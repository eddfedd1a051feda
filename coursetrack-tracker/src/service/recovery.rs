//! Recovery dispatcher
//!
//! Turns a user-chosen recovery action into exactly one control command.
//! Concurrent requests for the same job and action are refused while the
//! first one is in flight.

use std::collections::HashSet;
use std::sync::{Arc, Mutex};

use chrono::Utc;
use coursetrack_core::domain::health::RecoveryAction;
use coursetrack_core::dto::job::ControlOutcome;
use tracing::{error, info};
use uuid::Uuid;

use crate::error::{Eligibility, RecoveryError};
use crate::health::{HealthPolicy, project};
use crate::repository::JobRepository;
use crate::service::notifications::NotificationAggregator;
use crate::store::JobStore;

#[derive(Debug, Clone, Copy, PartialEq, Eq, Hash)]
enum Operation {
    Recover(RecoveryAction),
    Dismiss,
}

type InFlight = Mutex<HashSet<(Uuid, Operation)>>;

/// Holds an in-flight slot until dropped
struct InFlightGuard<'a> {
    in_flight: &'a InFlight,
    key: (Uuid, Operation),
}

impl<'a> InFlightGuard<'a> {
    fn acquire(in_flight: &'a InFlight, key: (Uuid, Operation)) -> Option<Self> {
        let mut slots = in_flight.lock().unwrap_or_else(|e| e.into_inner());
        if !slots.insert(key) {
            return None;
        }
        Some(Self { in_flight, key })
    }
}

impl Drop for InFlightGuard<'_> {
    fn drop(&mut self) {
        self.in_flight
            .lock()
            .unwrap_or_else(|e| e.into_inner())
            .remove(&self.key);
    }
}

/// Dispatches recovery and dismiss commands for one owner's jobs
pub struct RecoveryDispatcher {
    store: Arc<JobStore>,
    repository: Arc<dyn JobRepository>,
    notifications: Arc<NotificationAggregator>,
    policy: HealthPolicy,
    in_flight: InFlight,
}

impl RecoveryDispatcher {
    pub fn new(
        store: Arc<JobStore>,
        repository: Arc<dyn JobRepository>,
        notifications: Arc<NotificationAggregator>,
        policy: HealthPolicy,
    ) -> Self {
        Self {
            store,
            repository,
            notifications,
            policy,
            in_flight: Mutex::new(HashSet::new()),
        }
    }

    /// Whether a command for this job and action is awaiting its response
    pub fn is_in_flight(&self, job_id: Uuid, action: RecoveryAction) -> bool {
        self.in_flight
            .lock()
            .unwrap_or_else(|e| e.into_inner())
            .contains(&(job_id, Operation::Recover(action)))
    }

    /// Sends one recovery command for a job
    ///
    /// Resume and restart are only sent for stalled, stuck or failed jobs.
    /// Delete is always permitted and removes the job locally once confirmed.
    pub async fn dispatch(&self, job_id: Uuid, action: RecoveryAction) -> Result<(), RecoveryError> {
        if action.requires_attention() {
            self.check_eligible(job_id)?;
        }

        let _guard = InFlightGuard::acquire(&self.in_flight, (job_id, Operation::Recover(action)))
            .ok_or(RecoveryError::AlreadyInProgress { job_id, action })?;

        info!("Dispatching {} for job {}", action, job_id);

        let result = match self.repository.control(job_id, action).await {
            Ok(ControlOutcome { success: true, .. }) => Ok(()),
            Ok(ControlOutcome { error, .. }) => Err(RecoveryError::Rejected {
                job_id,
                action,
                message: error.unwrap_or_else(|| "rejected by control API".to_string()),
            }),
            Err(source) => Err(RecoveryError::Client {
                job_id,
                action,
                source,
            }),
        };

        match result {
            Ok(()) => {
                info!("{} confirmed for job {}", action, job_id);
                if action == RecoveryAction::Delete {
                    self.store.remove(job_id);
                }
                Ok(())
            }
            Err(e) => {
                error!("{}", e);
                self.notifications
                    .recovery_failed(job_id, action, e.to_string());
                Err(e)
            }
        }
    }

    /// Clears a job from the active view
    pub async fn dismiss(&self, job_id: Uuid) -> Result<(), RecoveryError> {
        let job = self
            .store
            .get(job_id)
            .ok_or(RecoveryError::UnknownJob(job_id))?;

        let _guard = InFlightGuard::acquire(&self.in_flight, (job_id, Operation::Dismiss))
            .ok_or(RecoveryError::DismissInProgress(job_id))?;

        let message = match self.repository.clear(job_id).await {
            Ok(ControlOutcome { success: true, .. }) => None,
            Ok(ControlOutcome { error, .. }) => {
                Some(error.unwrap_or_else(|| "rejected by control API".to_string()))
            }
            Err(e) => Some(e.to_string()),
        };

        if let Some(message) = message {
            error!("Failed to dismiss job {}: {}", job_id, message);
            return Err(RecoveryError::DismissFailed { job_id, message });
        }

        // Same updated_at as the stored row, so the merge rule lets it through.
        let mut cleared = self.store.get(job_id).unwrap_or(job);
        cleared.is_cleared = true;
        self.store.upsert(cleared);

        info!("Dismissed job {}", job_id);
        self.notifications.dismissed(job_id);
        Ok(())
    }

    fn check_eligible(&self, job_id: Uuid) -> Result<(), RecoveryError> {
        let job = self
            .store
            .get(job_id)
            .ok_or(RecoveryError::UnknownJob(job_id))?;

        match project(&job, Utc::now(), &self.policy).health {
            Some(health) if health.needs_attention() => Ok(()),
            Some(health) => Err(RecoveryError::NotEligible {
                job_id,
                health: Eligibility::Classified(health),
            }),
            None => Err(RecoveryError::NotEligible {
                job_id,
                health: Eligibility::Unclassified,
            }),
        }
    }
}
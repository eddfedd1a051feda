//! Service layer
//!
//! Services hold the tracker's decision logic on top of the store and the
//! repositories: turning store diffs into notifications and user intents
//! into control commands.

mod notifications;
mod recovery;

pub use notifications::NotificationAggregator;
pub use recovery::RecoveryDispatcher;
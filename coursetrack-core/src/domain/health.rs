//! Health and recovery domain types

use serde::{Deserialize, Serialize};

/// Derived health of a job that needs watching
///
/// Only processing and failed jobs carry a health status; queued, completed
/// and cancelled jobs have none.
#[derive(Debug, Clone, Copy, PartialEq, Eq, Hash, Serialize, Deserialize)]
#[serde(rename_all = "lowercase")]
pub enum HealthStatus {
    /// Updated within the stall threshold
    Healthy,
    /// No update for longer than the stall threshold
    Stalled,
    /// No update for longer than the stuck threshold
    Stuck,
    Failed,
}

impl HealthStatus {
    /// Stalled, stuck and failed jobs are eligible for resume/restart
    pub fn needs_attention(&self) -> bool {
        !matches!(self, HealthStatus::Healthy)
    }
}

impl std::fmt::Display for HealthStatus {
    fn fmt(&self, f: &mut std::fmt::Formatter<'_>) -> std::fmt::Result {
        match self {
            HealthStatus::Healthy => write!(f, "healthy"),
            HealthStatus::Stalled => write!(f, "stalled"),
            HealthStatus::Stuck => write!(f, "stuck"),
            HealthStatus::Failed => write!(f, "failed"),
        }
    }
}

/// Command sent to the pipeline's control API
#[derive(Debug, Clone, Copy, PartialEq, Eq, Hash, Serialize, Deserialize)]
#[serde(rename_all = "lowercase")]
pub enum RecoveryAction {
    Resume,
    Restart,
    Delete,
}

impl RecoveryAction {
    /// Resume and restart only make sense for jobs that need attention
    pub fn requires_attention(&self) -> bool {
        !matches!(self, RecoveryAction::Delete)
    }
}

impl std::fmt::Display for RecoveryAction {
    fn fmt(&self, f: &mut std::fmt::Formatter<'_>) -> std::fmt::Result {
        match self {
            RecoveryAction::Resume => write!(f, "resume"),
            RecoveryAction::Restart => write!(f, "restart"),
            RecoveryAction::Delete => write!(f, "delete"),
        }
    }
}

impl std::str::FromStr for RecoveryAction {
    type Err = String;

    fn from_str(s: &str) -> Result<Self, Self::Err> {
        match s.to_ascii_lowercase().as_str() {
            "resume" => Ok(RecoveryAction::Resume),
            "restart" => Ok(RecoveryAction::Restart),
            "delete" => Ok(RecoveryAction::Delete),
            other => Err(format!(
                "unknown recovery action '{}' (expected resume, restart or delete)",
                other
            )),
        }
    }
}

/// Action the UI should offer for a job, derived from its health
#[derive(Debug, Clone, Copy, PartialEq, Eq, Serialize, Deserialize)]
#[serde(rename_all = "snake_case")]
pub enum RecommendedAction {
    Resume,
    Restart,
    /// Too little succeeded to be worth restarting in place
    DeleteAndRetry,
}

impl RecommendedAction {
    /// The control command that starts this recommendation
    pub fn dispatch_action(&self) -> RecoveryAction {
        match self {
            RecommendedAction::Resume => RecoveryAction::Resume,
            RecommendedAction::Restart => RecoveryAction::Restart,
            RecommendedAction::DeleteAndRetry => RecoveryAction::Delete,
        }
    }
}
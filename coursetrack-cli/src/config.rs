//! Configuration module
//!
//! Handles CLI configuration and turns it into tracker settings.

use std::path::PathBuf;

use anyhow::{Context, Result};
use coursetrack_tracker::TrackerConfig;
use uuid::Uuid;

/// CLI configuration
#[derive(Debug, Clone)]
pub struct Config {
    /// URL of the job API
    pub api_url: String,
    /// URL of the change feed, if any
    pub realtime_url: Option<String>,
    pub owner_id: Uuid,
    pub marker_path: Option<PathBuf>,
}

impl Config {
    /// Tracker settings, with timing overrides taken from the environment
    pub fn tracker_config(&self) -> Result<TrackerConfig> {
        let mut config = TrackerConfig::new(self.owner_id, self.api_url.clone())
            .with_env_overrides()
            .context("Invalid tracker settings in environment")?;
        config.realtime_url = self.realtime_url.clone();
        config.marker_path = self.marker_path.clone();
        Ok(config)
    }
}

=======

> Exercise instructions: Given the records above, restate word for word only the lines starting at the one with "mod recovery;" and ending at the one with "impl std::fmt::Display for HealthStatus".

> Result for this task:
mod recovery;

pub use notifications::NotificationAggregator;
pub use recovery::RecoveryDispatcher;
filename coursetrack-core/src/domain/health.rs
//! Health and recovery domain types

use serde::{Deserialize, Serialize};

/// Derived health of a job that needs watching
///
/// Only processing and failed jobs carry a health status; queued, completed
/// and cancelled jobs have none.
#[derive(Debug, Clone, Copy, PartialEq, Eq, Hash, Serialize, Deserialize)]
#[serde(rename_all = "lowercase")]
pub enum HealthStatus {
    /// Updated within the stall threshold
    Healthy,
    /// No update for longer than the stall threshold
    Stalled,
    /// No update for longer than the stuck threshold
    Stuck,
    Failed,
}

impl HealthStatus {
    /// Stalled, stuck and failed jobs are eligible for resume/restart
    pub fn needs_attention(&self) -> bool {
        !matches!(self, HealthStatus::Healthy)
    }
}

impl std::fmt::Display for HealthStatus {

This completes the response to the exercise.